Na celebração inicial na casa de farinha, local de encontro, de resistência e de vida da comunidade, o povo nos conta a história daquele lugar e da luta por direitos. A casa de farinha é o lugar onde se leva a colheita da mandioca. Lá, ela é descascada, triturada e vira goma (polvilho), farinha e tapioca. Tudo isso acontece em um grande mutirão. É a partilha na prática. Como a água de coco que bebemos e a tapioca que comemos ao final da celebração. Comunhão. Pão repartido com todos/as, e não só com uma meia dúzia “preparada”, como acontece nas nossas celebrações dominicais. E se aquela tapioca e a água de coco não eram corpo e sangue... nada mais era ou será.
... e o bem viver?
Acho que ali é o início de um modelo de bem viver que há tanto tempo a gente fala ou escuta falar, que tentamos construir ou vemos nossos vizinhos construindo. A sociedade da gente que engatinha uma vida em harmonia com o ecossistema, porque se entende parte dele.
Hoje, mais do que nunca, está claro pra nós que esse modelo de sociedade não se sustenta mais. Não é discursinho dizer que precisamos urgente rever o modelo de economia ao qual estamos submersos. Que não dá pra falar de desenvolvimento sustentável pra amenizar o ônus das nossas ações, porque não há modelo sustentável atrelado ao desenvolvimento. E que esse sistema político... bom, esse sistema politico fala, grita, ensurdece por si só, dispensa comentários.
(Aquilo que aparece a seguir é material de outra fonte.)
use serde::{Deserialize, Serialize};
use std::path::Path;

use crate::error::{PvaultError, PvaultResult};

/// Top-level client configuration (loaded from config.toml)
#[derive(Debug, Clone, Default, Serialize, Deserialize)]
#[serde(default)]
pub struct PvaultConfig {
    pub logging: LoggingConfig,
    pub storage: StorageConfig,
    pub crypto: CryptoConfig,
    pub backup: BackupConfig,
}

#[derive(Debug, Clone, Serialize, Deserialize)]
#[serde(default)]
pub struct LoggingConfig {
    /// Log level / EnvFilter directive (default: info)
    pub level: String,
    /// Log format: "json" or "text"
    pub format: String,
}

#[derive(Debug, Clone, Serialize, Deserialize)]
#[serde(default)]
pub struct StorageConfig {
    /// S3-compatible endpoint holding the backup bucket
    pub endpoint: String,
    /// S3 region (default: us-east-1)
    pub region: String,
    /// Bucket name
    pub bucket: String,
    /// Key prefix under which blobs and file records are stored
    pub prefix: String,
    /// Refuse plaintext HTTP endpoints
    pub enforce_tls: bool,
}

/// Envelope encryption configuration
#[derive(Debug, Clone, Serialize, Deserialize)]
#[serde(default)]
pub struct CryptoConfig {
    /// Passphrase KDF: "pbkdf2-sha256" or "argon2id"
    pub kdf: String,
    /// PBKDF2 iterations (default: 100000, also the minimum)
    pub pbkdf2_iterations: u32,
    /// Argon2id memory cost in KiB (default: 65536 = 64 MiB)
    pub argon2_mem_cost_kib: u32,
    /// Argon2id time cost (iterations, default: 3)
    pub argon2_time_cost: u32,
    /// Argon2id parallelism (default: 4)
    pub argon2_parallelism: u32,
    /// Refuse to create envelopes without a passphrase. Unprotected envelopes
    /// carry their own key, so the storage side can read them.
    pub require_passphrase: bool,
}

#[derive(Debug, Clone, Serialize, Deserialize)]
#[serde(default)]
pub struct BackupConfig {
    /// Files encrypted/uploaded at once (0 = cpu_count)
    pub concurrency: usize,
    /// Folder assigned to uploads when none is given on the command line
    pub default_folder: Option<String>,
}

impl PvaultConfig {
    /// Parse a TOML document, applying defaults for missing keys.
    pub fn from_toml_str(s: &str) -> PvaultResult<Self> {
        let config: Self =
            toml::from_str(s).map_err(|e| PvaultError::Config(format!("parsing config: {e}")))?;
        config.validate()?;
        Ok(config)
    }

    /// Load from `path`, or return defaults if the file does not exist.
    pub fn load(path: &Path) -> PvaultResult<Self> {
        if !path.exists() {
            tracing::debug!(path = %path.display(), "config file not found, using defaults");
            return Ok(Self::default());
        }
        let content = std::fs::read_to_string(path)?;
        Self::from_toml_str(&content)
            .map_err(|e| PvaultError::Config(format!("{}: {e}", path.display())))
    }

    pub fn validate(&self) -> PvaultResult<()> {
        match self.logging.format.as_str() {
            "json" | "text" => {}
            other => {
                return Err(PvaultError::Config(format!(
                    "logging.format must be \"json\" or \"text\", got {other:?}"
                )))
            }
        }
        match self.crypto.kdf.as_str() {
            "pbkdf2-sha256" | "argon2id" => {}
            other => {
                return Err(PvaultError::Config(format!(
                    "crypto.kdf must be \"pbkdf2-sha256\" or \"argon2id\", got {other:?}"
                )))
            }
        }
        if self.storage.bucket.is_empty() {
            return Err(PvaultError::Config("storage.bucket must not be empty".into()));
        }
        Ok(())
    }
}

impl Default for LoggingConfig {
    fn default() -> Self {
        Self {
            level: "info".into(),
            format: "text".into(),
        }
    }
}

impl Default for StorageConfig {
    fn default() -> Self {
        Self {
            endpoint: "http://localhost:9000".into(),
            region: "us-east-1".into(),
            bucket: "pvault".into(),
            prefix: "backup".into(),
            enforce_tls: false,
        }
    }
}

impl Default for CryptoConfig {
    fn default() -> Self {
        Self {
            kdf: "pbkdf2-sha256".into(),
            pbkdf2_iterations: 100_000,
            argon2_mem_cost_kib: 65536,
            argon2_time_cost: 3,
            argon2_parallelism: 4,
            require_passphrase: false,
        }
    }
}

impl Default for BackupConfig {
    fn default() -> Self {
        Self {
            concurrency: 0,
            default_folder: None,
        }
    }
}
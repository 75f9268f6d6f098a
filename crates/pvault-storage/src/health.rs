//! Storage health check

use std::time::{Duration, Instant};

use anyhow::Result;
use opendal::Operator;

/// Verify the storage endpoint is reachable by listing the root.
/// Returns the round-trip time of the listing.
pub async fn check_health(op: &Operator) -> Result<Duration> {
    let started = Instant::now();
    op.list("/")
        .await
        .map_err(|e| anyhow::anyhow!("storage health check failed: {e}"))?;
    Ok(started.elapsed())
}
Mas a gente não chega no teko porã, antes sem rever a nossa contribuição para esse modelo de sociedade que está estabelecido e ante a sociedade que queremos estabelecer. O bem viver, que não é utopia, mas uma possibilidade real que perpassa o ecossocialismo e a discussão sobre Estado e economia, solidariedade, sustentabilidade... nunca será concreto se a mudança que está dentro de nós não romper as camadas dos nossos egoísmos e individualismos diários e se materializar em ações concretas.
Se nós, que falamos nisso, e dizemos acreditar nisso, pelo menos eu acho, não começarmos a mudar, quem vai...? A gente ainda se apega a coisas pequenas que tem dimensões gigantescas na vida das pessoas. Basta ver o excesso de zelo nos nossos cultos, que distancia as pessoas, adoece a gente. Quantas pessoas doentes estão dentro das nossas igrejas?! Quantas brigas por poder estabelecemos todos os dias?! Quanta gente ferida deixa os nossos espaços?!
Falamos do bem viver, mas não conseguimos estabelecer outro modelo de economia que não pautado pela arrecadação nas barracas, bingos, leilões, festas e álcool nos nossos espaços eclesiais. A gente reparte o pão, mas vende. E vende caro. Pão que gera fome. E vai continuar gerando com a insistência desse modelo.
Pautamos o fim do machismo e da homofobia, falamos da necessidade do feminismo, da sororidade, do direito que cada indivíduo/a tem sobre seu próprio corpo, mas está sempre na ponta da nossa língua a pergunta: e fulano/a será que gosta de homem ou de mulher? Quando é que vai se decidir? Na comodidade dos nossos círculos de amizade continuamos com a mesma escrotidão de sempre. Repetindo os mesmos discursos, mas posando de desconstruído/a nas redes sociais e nos espaços comuns.
O bem viver passa por cada um nós, pelos nossos grupos, pela comunidade da Torta, na partilha que faz na casa de farinha; pelos portos onde atracamos seguro o barco dos nossos sonhos e da nossa vida; por uma sociedade, e não igrejas, que pensam e constroem sem atravessadores, de caranguejos ou de vida.
*Thiago Silveira, jornalista. Assessor da Pastoral da Juventude da Arquidiocese de Fortaleza e participante do Cebi-CE.